That’s why, to lighten their municipal load, officials hosted the Let It Snow Hackathon on Dec. 15 to brainstorm with Web designers, developers and residents on how to better use technology to communicate before, during and after winter weather events. The year’s first snow was expected the next day — but an ongoing problem for the hilly city is that major snowfall doesn’t happen often enough for residents to adapt.
Jim Loter, Seattle’s director of digital engagement, is from Michigan, where heavy snow is a regular occurrence and residents are accustomed to living and working in a winter wonderland. It’s a different story in Seattle, he said.
“If we get snowfall and it falls for the day and it warms up, everybody’s OK and people aren’t too mad. But every few years it is a matter of a heavier than usual snowfall for a few days — to use the cliché, the ‘perfect storm,’” Loter said. “I think the broader statement of the problem we’re trying to solve is, it’s a rare event but when it happens, it paralyzes the city.”
With winter on the way, Seattle Mayor Edward Murray suggested hosting the event and officials began planning shortly before Thanksgiving, according to Candace Faber, city civic technology advocate.
Seattle already tracks snowplows and de-icers, like its peers in Cincinnati and elsewhere. But before the event officials made 22 different data streams available to creative types at techtalk.seattle.gov/2016/12/15/let-it-snow-new-open-datasets/. These included the locations of traffic cameras and road temperature stations; a listing of streets that have been closed due to winter storm events; and links to listings of blocked streets, lanes, sidewalks and intersections that gets updated when snow sticks.
Presented in a three-way partnership with Open Seattle, which runs events focused on building the civic technology community and addressing civic issues, and product design company Substantial, the hackathon wound up being less 24-hour coding session and more of an evening workshop, Faber said.
Of the 46 people who RSVP'd, around 20 attended ,including the mayor and city department heads. They described their concerns with snowfall, created storyboards and shared an array of ideas.
“The result of having that all in the room, as well as people from the technology community and the community at large, was that we were able to get a more holistic picture of what people are concerned about in the event of an emergency,” said Faber, who joined one of several teams discussing ideas.
A report on the event is expected as soon as next week.
Arguably the most surprising proposal: using drones to deliver road salt and resources by crowdsourcing locally owned drones to cut infrastructure costs.
“I will say that that is one of the more creative ideas,” said Seattle Chief Technology Officer Michael Mattmiller.
Working in groups, attendees talked about how snow forces them to adjust responsibilities and transportation plans, and sometimes hurry to find resources to weather the storm. They may want to stop what they're doing to have fun in the snow, attendees said — but it also forces them to shift work hours; find ice- and snow-free routes; and use TVs, cellphones and computers to identify dangerous spots and learn whether it’s safe to go to the store.

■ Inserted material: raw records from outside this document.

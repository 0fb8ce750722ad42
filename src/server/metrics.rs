use axum::{http::StatusCode, response::IntoResponse};
use lazy_static::lazy_static;
use prometheus::{
    CounterVec, Encoder, Gauge, HistogramOpts, HistogramVec, IntCounter, Opts, Registry,
    TextEncoder,
};
use std::time::Duration;

/// Metric name prefix for all gateway metrics
const PREFIX: &str = "odoo_mcp";

lazy_static! {
    // Global Prometheus registry
    pub static ref REGISTRY: Registry = Registry::new();

    // HTTP Request Metrics
    pub static ref HTTP_REQUESTS_TOTAL: CounterVec = CounterVec::new(
        Opts::new(format!("{PREFIX}_http_requests_total"), "Total number of HTTP requests"),
        &["method", "path", "status"]
    ).expect("Failed to create http_requests_total metric");

    pub static ref HTTP_REQUEST_DURATION_SECONDS: HistogramVec = HistogramVec::new(
        HistogramOpts::new(
            format!("{PREFIX}_http_request_duration_seconds"),
            "HTTP request duration in seconds"
        )
        .buckets(vec![0.001, 0.01, 0.05, 0.1, 0.5, 1.0, 2.0, 5.0, 10.0]),
        &["method", "path"]
    ).expect("Failed to create http_request_duration_seconds metric");

    // Tool Metrics
    pub static ref TOOL_CALLS_TOTAL: CounterVec = CounterVec::new(
        Opts::new(format!("{PREFIX}_tool_calls_total"), "Tool invocations by outcome"),
        &["tool", "outcome"]
    ).expect("Failed to create tool_calls_total metric");

    pub static ref TOOL_CALL_DURATION_SECONDS: HistogramVec = HistogramVec::new(
        HistogramOpts::new(
            format!("{PREFIX}_tool_call_duration_seconds"),
            "Duration of forwarded tool calls in seconds"
        )
        .buckets(vec![0.01, 0.05, 0.1, 0.5, 1.0, 2.0, 5.0, 10.0, 30.0]),
        &["tool"]
    ).expect("Failed to create tool_call_duration_seconds metric");

    pub static ref PERMISSION_DENIALS_TOTAL: CounterVec = CounterVec::new(
        Opts::new(format!("{PREFIX}_permission_denials_total"), "Calls rejected by the mode policy"),
        &["tool", "mode"]
    ).expect("Failed to create permission_denials_total metric");

    // Streaming Metrics
    pub static ref STREAM_CHUNKS_TOTAL: IntCounter = IntCounter::new(
        format!("{PREFIX}_stream_chunks_total"),
        "Record chunks emitted on streaming responses"
    ).expect("Failed to create stream_chunks_total metric");

    // Rate Limiting Metrics
    pub static ref RATE_LIMIT_HITS_TOTAL: CounterVec = CounterVec::new(
        Opts::new(format!("{PREFIX}_rate_limit_hits_total"), "Rate limit violations"),
        &["path"]
    ).expect("Failed to create rate_limit_hits_total metric");

    // WebSocket Metrics
    pub static ref WS_ACTIVE_CONNECTIONS: Gauge = Gauge::new(
        format!("{PREFIX}_ws_active_connections"),
        "Number of open MCP WebSocket connections"
    ).expect("Failed to create ws_active_connections metric");
}

/// Initialize all metrics and register them with the Prometheus registry
pub fn init_metrics() {
    // Register all metrics - ignore errors if already registered (for tests)
    let _ = REGISTRY.register(Box::new(HTTP_REQUESTS_TOTAL.clone()));
    let _ = REGISTRY.register(Box::new(HTTP_REQUEST_DURATION_SECONDS.clone()));
    let _ = REGISTRY.register(Box::new(TOOL_CALLS_TOTAL.clone()));
    let _ = REGISTRY.register(Box::new(TOOL_CALL_DURATION_SECONDS.clone()));
    let _ = REGISTRY.register(Box::new(PERMISSION_DENIALS_TOTAL.clone()));
    let _ = REGISTRY.register(Box::new(STREAM_CHUNKS_TOTAL.clone()));
    let _ = REGISTRY.register(Box::new(RATE_LIMIT_HITS_TOTAL.clone()));
    let _ = REGISTRY.register(Box::new(WS_ACTIVE_CONNECTIONS.clone()));

    tracing::info!("Metrics system initialized successfully");
}

/// Record an HTTP request
pub fn record_http_request(method: &str, path: &str, status: u16, duration: Duration) {
    HTTP_REQUESTS_TOTAL
        .with_label_values(&[method, path, &status.to_string()])
        .inc();

    HTTP_REQUEST_DURATION_SECONDS
        .with_label_values(&[method, path])
        .observe(duration.as_secs_f64());
}

/// Record the outcome of a tool invocation
pub fn record_tool_call(tool: &str, outcome: &str, duration: Duration) {
    TOOL_CALLS_TOTAL.with_label_values(&[tool, outcome]).inc();

    TOOL_CALL_DURATION_SECONDS
        .with_label_values(&[tool])
        .observe(duration.as_secs_f64());
}

pub fn record_permission_denial(tool: &str, mode: &str) {
    PERMISSION_DENIALS_TOTAL
        .with_label_values(&[tool, mode])
        .inc();
}

pub fn record_stream_chunk() {
    STREAM_CHUNKS_TOTAL.inc();
}

/// Record a rate limit hit
pub fn record_rate_limit_hit(path: &str) {
    RATE_LIMIT_HITS_TOTAL.with_label_values(&[path]).inc();
}

pub fn ws_connection_opened() {
    WS_ACTIVE_CONNECTIONS.inc();
}

pub fn ws_connection_closed() {
    WS_ACTIVE_CONNECTIONS.dec();
}

/// Handler for the /metrics endpoint
pub async fn metrics_handler() -> impl IntoResponse {
    let encoder = TextEncoder::new();
    let metric_families = REGISTRY.gather();

    let mut buffer = vec![];
    match encoder.encode(&metric_families, &mut buffer) {
        Ok(()) => {
            let response = String::from_utf8(buffer).unwrap_or_default();
            (StatusCode::OK, response)
        }
        Err(e) => {
            tracing::error!("Failed to encode metrics: {}", e);
            (
                StatusCode::INTERNAL_SERVER_ERROR,
                format!("Failed to encode metrics: {}", e),
            )
        }
    }
}
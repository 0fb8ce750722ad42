use anyhow::{Context, Result};
use std::net::SocketAddr;
use std::sync::Arc;
use std::time::Duration;

use axum::{
    extract::State,
    http::HeaderValue,
    middleware,
    response::IntoResponse,
    routing::get,
    Json, Router,
};
use serde::Serialize;
use tower_http::cors::{AllowOrigin, Any, CorsLayer};
use tracing::info;

use super::mcp_routes::make_mcp_routes;
use super::metrics::metrics_handler;
use super::odoo_routes::make_odoo_routes;
use super::{check_access, log_requests, rate_limit, state::*, ServerConfig};
use crate::mcp::ToolDispatcher;
use crate::odoo::OdooRemote;

#[derive(Serialize)]
struct ServerStats {
    pub name: String,
    pub version: String,
    pub mode: String,
    pub uptime: String,
}

fn format_uptime(duration: Duration) -> String {
    let total_seconds = duration.as_secs();

    let days = total_seconds / 86_400;
    let hours = (total_seconds % 86_400) / 3600;
    let minutes = (total_seconds % 3600) / 60;
    let seconds = total_seconds % 60;

    format!("{}d {:02}:{:02}:{:02}", days, hours, minutes, seconds)
}

async fn home(State(state): State<ServerState>) -> impl IntoResponse {
    let stats = ServerStats {
        name: state.config.server_name.clone(),
        version: state.config.server_version.clone(),
        mode: state.config.mode.to_string(),
        uptime: format_uptime(state.start_time.elapsed()),
    };
    Json(stats)
}

#[derive(Serialize)]
struct Health {
    status: &'static str,
    service: String,
}

async fn health(State(config): State<ServerConfig>) -> impl IntoResponse {
    Json(Health {
        status: "healthy",
        service: config.server_name,
    })
}

fn cors_layer(origins: &[String]) -> Result<CorsLayer> {
    if origins.is_empty() || origins.iter().any(|origin| origin == "*") {
        return Ok(CorsLayer::permissive());
    }

    let origins = origins
        .iter()
        .map(|origin| {
            HeaderValue::from_str(origin).with_context(|| format!("Invalid CORS origin {}", origin))
        })
        .collect::<Result<Vec<_>>>()?;

    Ok(CorsLayer::new()
        .allow_origin(AllowOrigin::list(origins))
        .allow_methods(Any)
        .allow_headers(Any))
}

pub fn make_app(config: ServerConfig, remote: Arc<dyn OdooRemote>) -> Result<Router> {
    let dispatcher = Arc::new(ToolDispatcher::new(config.mode, remote));
    let state = ServerState::new(config.clone(), dispatcher);
    build_router(state)
}

fn build_router(state: ServerState) -> Result<Router> {
    // Layers run outermost-last: access check, then rate limit.
    let protected: Router<ServerState> = Router::new()
        .route("/", get(home))
        .merge(make_mcp_routes())
        .merge(make_odoo_routes())
        .route("/metrics", get(metrics_handler))
        .layer(middleware::from_fn_with_state(state.clone(), rate_limit))
        .layer(middleware::from_fn_with_state(state.clone(), check_access));

    let app = Router::new()
        .route("/health", get(health))
        .merge(protected)
        .layer(middleware::from_fn_with_state(state.clone(), log_requests))
        .layer(cors_layer(&state.config.cors_origins)?)
        .with_state(state);

    Ok(app)
}

async fn shutdown_signal() {
    if let Err(e) = tokio::signal::ctrl_c().await {
        tracing::error!("Failed to listen for shutdown signal: {}", e);
        std::future::pending::<()>().await;
    }
    info!("Shutdown signal received");
}

pub async fn run_server(config: ServerConfig, remote: Arc<dyn OdooRemote>) -> Result<()> {
    super::metrics::init_metrics();

    let dispatcher = Arc::new(ToolDispatcher::new(config.mode, remote));
    let state = ServerState::new(config.clone(), dispatcher);
    let limiter = state.rate_limiter.clone();
    let app = build_router(state)?;

    // Prune idle rate limit windows.
    tokio::spawn(async move {
        let mut interval = tokio::time::interval(limiter.window());
        loop {
            interval.tick().await;
            limiter.cleanup_stale_entries();
        }
    });

    let address = format!("{}:{}", config.host, config.port);
    let listener = tokio::net::TcpListener::bind(&address)
        .await
        .with_context(|| format!("Failed to bind {}", address))?;
    info!(
        "Listening on {} (mode: {}, server: {} {})",
        address, config.mode, config.server_name, config.server_version
    );

    axum::serve(
        listener,
        app.into_make_service_with_connect_info::<SocketAddr>(),
    )
    .with_graceful_shutdown(shutdown_signal())
    .await
    .context("Server error")
}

Attendees' questions included how to find transportation information, learn whether routes had been plowed, and decide whether a trip could be made with reasonable delays.
Ideas for dealing with the snow included:
- Offering a simple Web signal that could be customized to show individual transportation routes.
- Personalized alerting based on self-declared priorities, via a Web space that would let residents manage their communications from the city.
- An online "Find It, Fix It" area for snow removal, letting residents suggest on-the-fly snow clearing for areas that otherwise would not be plowed like residential streets. Attendees suggested this could be integrated into Nextdoor or other Internet groups.
- "Snowattle," a variation on the city's name: a crowd-sourced resource and volunteer board for temporal events like a snowfall. It would offer people a way to give and receive help such as snow removal. "Say someone has a medical condition or is disabled and unable to shovel their drive but needs to get out; the idea is that you’d be able to connect them with volunteers,” Faber said.
- Offering a single city app where residents can find all snow-related information.
- Working with local hardware stores or Amazon to create a wish list of items people might need during a snow emergency — from water and batteries to flashlights and candles.
- Creating an online list of community centers, businesses and libraries that would double as weather help stations.
- Creating an app for snow events that would provide connections to community resources — everything from open shelters to a listing of spontaneous snowball fights.
"The city is committed to taking [on] the ones that sound the best, sound the most feasible," he said recently. "That could include issuing small contracts to informal groups of developers or small business people, small entrepreneurs."